一般KNN适用于2维数据,那么更高维怎么处理呢? KD-Tree算法更适用,但请注意,因为维度诅咒(curse of dimension),此方法也并非高效 在我做我的毕设时,我发现KD Tree也是一种不错的方法,可惜出现了篇幅问题所以不推荐,但已经写完了总结所以还是想留下作为纪念
However, the KNN method is not without limitations. When applied to large datasets or high dimensional data, it becomes computationally expensive to calculate the distances between training data and test data, which can be lead to overfitted. To address these issues, we will further introduce K-D tree Algorithm. A K-Dimensional Tree (KD Tree) is a space-partitioning data structure for organizing points in a k-dimensional space. Each node in the tree is a k-dimensional point. Every non-leaf node acts as a hyperplane, perpendicular to a chosen axis, that divides the space into two half-spaces. The splitting dimension (axis) for each node is typically chosen by cycling through the dimensions as one moves down the tree.
Given a k-dimension dataset [\mathbb{T}={x_1,x_2,\cdots,x_N}, x_i = (x_i^{1},x_i^{2},\cdots, x_i^{k})^{T}], i = 1,2,\cdots,N], the nodes at depth $k^{\text{th}}$ split the space along the$k^{\text{th}}$ dimension. In order to construct a balanced K-D Tree, each node should split the space such that there are an equal number of nodes in the left subspace as the right subspace. Therefore we need to pick the median among the nodes for the current dimension and makes it the subroot. Although other splitting methods exist, the median-based approach is efficient and produces a well-balanced tree.

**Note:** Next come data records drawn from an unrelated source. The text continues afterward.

//! Utility functions shared across the application.
//!
//! MIME classification and object-key resolution, used by both the blob
//! fetcher and the response normalizer.

/// Content types whose bodies travel base64-encoded.
pub const BINARY_MIME_TYPES: [&str; 9] = [
    "application/octet-stream",
    "image/bmp",
    "image/jpeg",
    "image/gif",
    "image/vnd.microsoft.icon",
    "image/png",
    "image/svg+xml",
    "image/tiff",
    "image/webp",
];

/// Extracts the primary token of a content type.
///
/// # Arguments
///
/// * `content_type` - A `Content-Type` header value
///
/// # Returns
///
/// The type without parameters, e.g. `text/html; charset=utf-8` → `text/html`
#[must_use]
pub fn primary_mime_type(content_type: &str) -> &str {
    content_type
        .split_once(';')
        .map_or(content_type, |(primary, _)| primary)
        .trim()
}

/// Checks whether a content type belongs to the binary registry.
///
/// Parameters such as `charset` and letter case are ignored.
///
/// # Arguments
///
/// * `content_type` - A `Content-Type` header value, with or without parameters
///
/// # Returns
///
/// `true` if the primary type is listed in `BINARY_MIME_TYPES`.
#[must_use]
pub fn is_binary_mime_type(content_type: &str) -> bool {
    let primary = primary_mime_type(content_type);
    BINARY_MIME_TYPES
        .iter()
        .any(|binary| binary.eq_ignore_ascii_case(primary))
}

/// Builds a storage key from an origin base path and a request URI.
///
/// Separators are collapsed and `.` and `..` segments resolved. A trailing
/// separator on the URI is kept; the leading separator is dropped.
///
/// # Arguments
///
/// * `base_path` - The origin's path prefix, possibly empty
/// * `uri` - The request URI as forwarded to the origin
///
/// # Returns
///
/// The object key, e.g. (`/app/1.0`, `/_next/data/x.json`) → `app/1.0/_next/data/x.json`
#[must_use]
pub fn object_key(base_path: &str, uri: &str) -> String {
    let mut segments: Vec<&str> = Vec::new();
    for segment in base_path.split('/').chain(uri.split('/')) {
        match segment {
            "" | "." => {}
            ".." => {
                segments.pop();
            }
            other => segments.push(other),
        }
    }

    let mut key = segments.join("/");
    if uri.ends_with('/') && !key.is_empty() {
        key.push('/');
    }
    key
}
//! Role handlers: the api, image and default stages that run behind the router.

pub mod passthrough;

use std::sync::Arc;

use async_trait::async_trait;

use crate::models::{InternalEvent, InternalResponse, Request};

pub use passthrough::{OriginPassthrough, Unavailable};

/// What a role handler decided to do with an event.
#[derive(Debug, Clone, PartialEq, Eq)]
pub enum HandlerOutcome {
    /// A complete response; the origin is not consulted.
    Responded(InternalResponse),
    /// A possibly modified request to be served by the origin.
    ContinueToOrigin(Request),
}

/// A request/response stage written against the origin event schema.
#[async_trait]
pub trait RoleHandler: Send + Sync {
    /// Handles one origin-request or origin-response event.
    ///
    /// # Errors
    ///
    /// Any error is reported to the caller as a 500 response.
    async fn handle(&self, event: InternalEvent) -> anyhow::Result<HandlerOutcome>;
}

#[derive(Debug, Clone, Copy, PartialEq, Eq)]
pub enum Role {
    Api,
    Image,
    Default,
}

impl Role {
    #[must_use]
    pub const fn name(self) -> &'static str {
        match self {
            Self::Api => "api",
            Self::Image => "image",
            Self::Default => "default",
        }
    }
}

/// The three role handlers, each selected by `Role`.
#[derive(Clone)]
pub struct Roles {
    api: Arc<dyn RoleHandler>,
    image: Arc<dyn RoleHandler>,
    default: Arc<dyn RoleHandler>,
}

impl Roles {
    #[must_use]
    pub fn new(
        api: Arc<dyn RoleHandler>,
        image: Arc<dyn RoleHandler>,
        default: Arc<dyn RoleHandler>,
    ) -> Self {
        Self { api, image, default }
    }

    /// Roles used when no application handlers are linked in: the default role
    /// serves straight from the origin, api and image answer 501.
    #[must_use]
    pub fn origin_only() -> Self {
        Self::new(
            Arc::new(Unavailable::new(Role::Api)),
            Arc::new(Unavailable::new(Role::Image)),
            Arc::new(OriginPassthrough),
        )
    }

    #[must_use]
    pub fn get(&self, role: Role) -> &dyn RoleHandler {
        match role {
            Role::Api => self.api.as_ref(),
            Role::Image => self.image.as_ref(),
            Role::Default => self.default.as_ref(),
        }
    }
}
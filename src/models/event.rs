//! Origin event models consumed and produced by the role handlers.
//!
//! These follow the CloudFront origin-request / origin-response shape: headers
//! are keyed maps of ordered `{key, value}` lists, and the request optionally
//! carries an S3 origin descriptor.

use serde::{Deserialize, Serialize};
use std::collections::BTreeMap;

/// Header map in the internal schema. Multiple values per key keep their order.
pub type Headers = BTreeMap<String, Vec<Header>>;

/// A single header entry. `key` carries the canonical header name.
#[derive(Deserialize, Serialize, Debug, Clone, PartialEq, Eq)]
pub struct Header {
    #[serde(default, skip_serializing_if = "Option::is_none")]
    pub key: Option<String>,
    pub value: String,
}

impl Header {
    pub fn new(key: impl Into<String>, value: impl Into<String>) -> Self {
        Self {
            key: Some(key.into()),
            value: value.into(),
        }
    }
}

/// Phase tag of an internal event.
#[derive(Deserialize, Serialize, Debug, Clone, Copy, PartialEq, Eq)]
#[serde(rename_all = "kebab-case")]
pub enum EventType {
    /// Before the origin is consulted; handlers may answer or modify the request.
    OriginRequest,
    /// After the origin answered; handlers see the fetched response.
    OriginResponse,
}

/// Body encoding tag shared by request and response bodies.
#[derive(Deserialize, Serialize, Debug, Clone, Copy, PartialEq, Eq, Default)]
#[serde(rename_all = "lowercase")]
pub enum BodyEncoding {
    #[default]
    Text,
    Base64,
}

impl From<bool> for BodyEncoding {
    fn from(is_base64: bool) -> Self {
        if is_base64 { Self::Base64 } else { Self::Text }
    }
}

#[derive(Deserialize, Serialize, Debug, Clone, PartialEq, Eq)]
#[serde(rename_all = "camelCase")]
pub struct InternalEvent {
    pub event_type: EventType,
    pub request: Request,
    #[serde(default, skip_serializing_if = "Option::is_none")]
    pub response: Option<InternalResponse>,
}

#[derive(Deserialize, Serialize, Debug, Clone, Default, PartialEq, Eq)]
#[serde(rename_all = "camelCase", default)]
pub struct Request {
    pub headers: Headers,
    /// Path only, never the query string.
    pub uri: String,
    pub querystring: String,
    pub method: String,
    pub client_ip: String,
    #[serde(skip_serializing_if = "Option::is_none")]
    pub body: Option<RequestBody>,
    #[serde(skip_serializing_if = "Option::is_none")]
    pub origin: Option<Origin>,
}

#[derive(Deserialize, Serialize, Debug, Clone, Copy, PartialEq, Eq, Default)]
#[serde(rename_all = "kebab-case")]
pub enum BodyAction {
    #[default]
    ReadOnly,
    Replace,
}

#[derive(Deserialize, Serialize, Debug, Clone, PartialEq, Eq)]
#[serde(rename_all = "camelCase")]
pub struct RequestBody {
    #[serde(default)]
    pub action: BodyAction,
    pub data: String,
    pub encoding: BodyEncoding,
    #[serde(default)]
    pub input_truncated: bool,
}

#[derive(Deserialize, Serialize, Debug, Clone, PartialEq, Eq)]
#[serde(rename_all = "camelCase")]
pub enum Origin {
    S3(S3Origin),
}

impl Origin {
    #[must_use]
    pub const fn s3(&self) -> &S3Origin {
        match self {
            Self::S3(s3) => s3,
        }
    }
}

/// Blob-store origin descriptor. Domain and region come from static
/// configuration, never from the request.
#[derive(Deserialize, Serialize, Debug, Clone, PartialEq, Eq)]
#[serde(rename_all = "camelCase")]
pub struct S3Origin {
    pub domain_name: String,
    pub region: String,
    pub path: String,
    pub auth_method: AuthMethod,
}

#[derive(Deserialize, Serialize, Debug, Clone, Copy, PartialEq, Eq)]
#[serde(rename_all = "kebab-case")]
pub enum AuthMethod {
    /// No credential header; the function's execution role grants access.
    None,
    OriginAccessIdentity,
}

/// Response produced by a role handler or by the blob fetcher.
#[derive(Deserialize, Serialize, Debug, Clone, PartialEq, Eq)]
#[serde(rename_all = "camelCase")]
pub struct InternalResponse {
    pub status: String,
    #[serde(default, skip_serializing_if = "Option::is_none")]
    pub status_description: Option<String>,
    #[serde(default)]
    pub headers: Headers,
    #[serde(default, skip_serializing_if = "Option::is_none")]
    pub body: Option<String>,
    #[serde(default)]
    pub body_encoding: BodyEncoding,
}

impl InternalResponse {
    pub fn new(status: impl Into<String>, description: impl Into<String>) -> Self {
        Self {
            status: status.into(),
            status_description: Some(description.into()),
            headers: Headers::new(),
            body: None,
            body_encoding: BodyEncoding::Text,
        }
    }

    /// Appends a header value under `map_key`, naming it `name`.
    #[must_use]
    pub fn with_header(mut self, map_key: &str, name: &str, value: impl Into<String>) -> Self {
        self.headers
            .entry(map_key.to_string())
            .or_default()
            .push(Header::new(name, value));
        self
    }

    #[must_use]
    pub fn with_body(mut self, body: impl Into<String>, encoding: BodyEncoding) -> Self {
        self.body = Some(body.into());
        self.body_encoding = encoding;
        self
    }

    /// First value of the header whose map key matches `name` ignoring ASCII case.
    #[must_use]
    pub fn header_value(&self, name: &str) -> Option<&str> {
        self.headers
            .iter()
            .find(|(key, _)| key.eq_ignore_ascii_case(name))
            .and_then(|(_, values)| values.first())
            .map(|header| header.value.as_str())
    }
}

This process is applied recursively: at depth $j^{\text{th}}$ node, the splitting dimension is chosen as $l = j(mod k) +1$, and the data are divided into two subsets based on the median value in that dimension. The recursion continues until no further points remain in either subset, at which point the construction of the K-D tree is complete.
When using a K-D tree to find the nearest neighbors of a target point, the search begins at the root and proceeds down the tree to locate the region in which the target point lies. At each level, the algorithm compares the target point’s coordinate in the current splitting dimension with the node’s coordinate, moving left or right accordingly until reaching a leaf node. The point in this leaf node is initially recorded as the best (nearest) candidate. The algorithm then backtracks through the tree, updating the list of nearest neighbors whenever a closer point is found. At each step, it checks whether there could be even closer points in the opposite subtree by constructing a hypersphere centered at the target point with a radius equal to the distance to the farthest point currently in the best list. If this hypersphere intersects the splitting hyperplane, the algorithm explores the opposite branch; otherwise, it continues moving upward. This recursive backtracking process continues until all relevant nodes have been examined, ensuring that the final points in the best list are the true nearest neighbors.
Compared to the KNN method, K-D Tree is more efficient than KNN because it partition the feature space so we can rule out whole partitions that are further away than our closest k neighbors.
Due to the curse of dimensionality, we cannot avoid the reaction time and behave well on both methods on high dimension data. There are further methods from K-D tree: Ball-Tree and BBF algorithm, but we will not include in our research.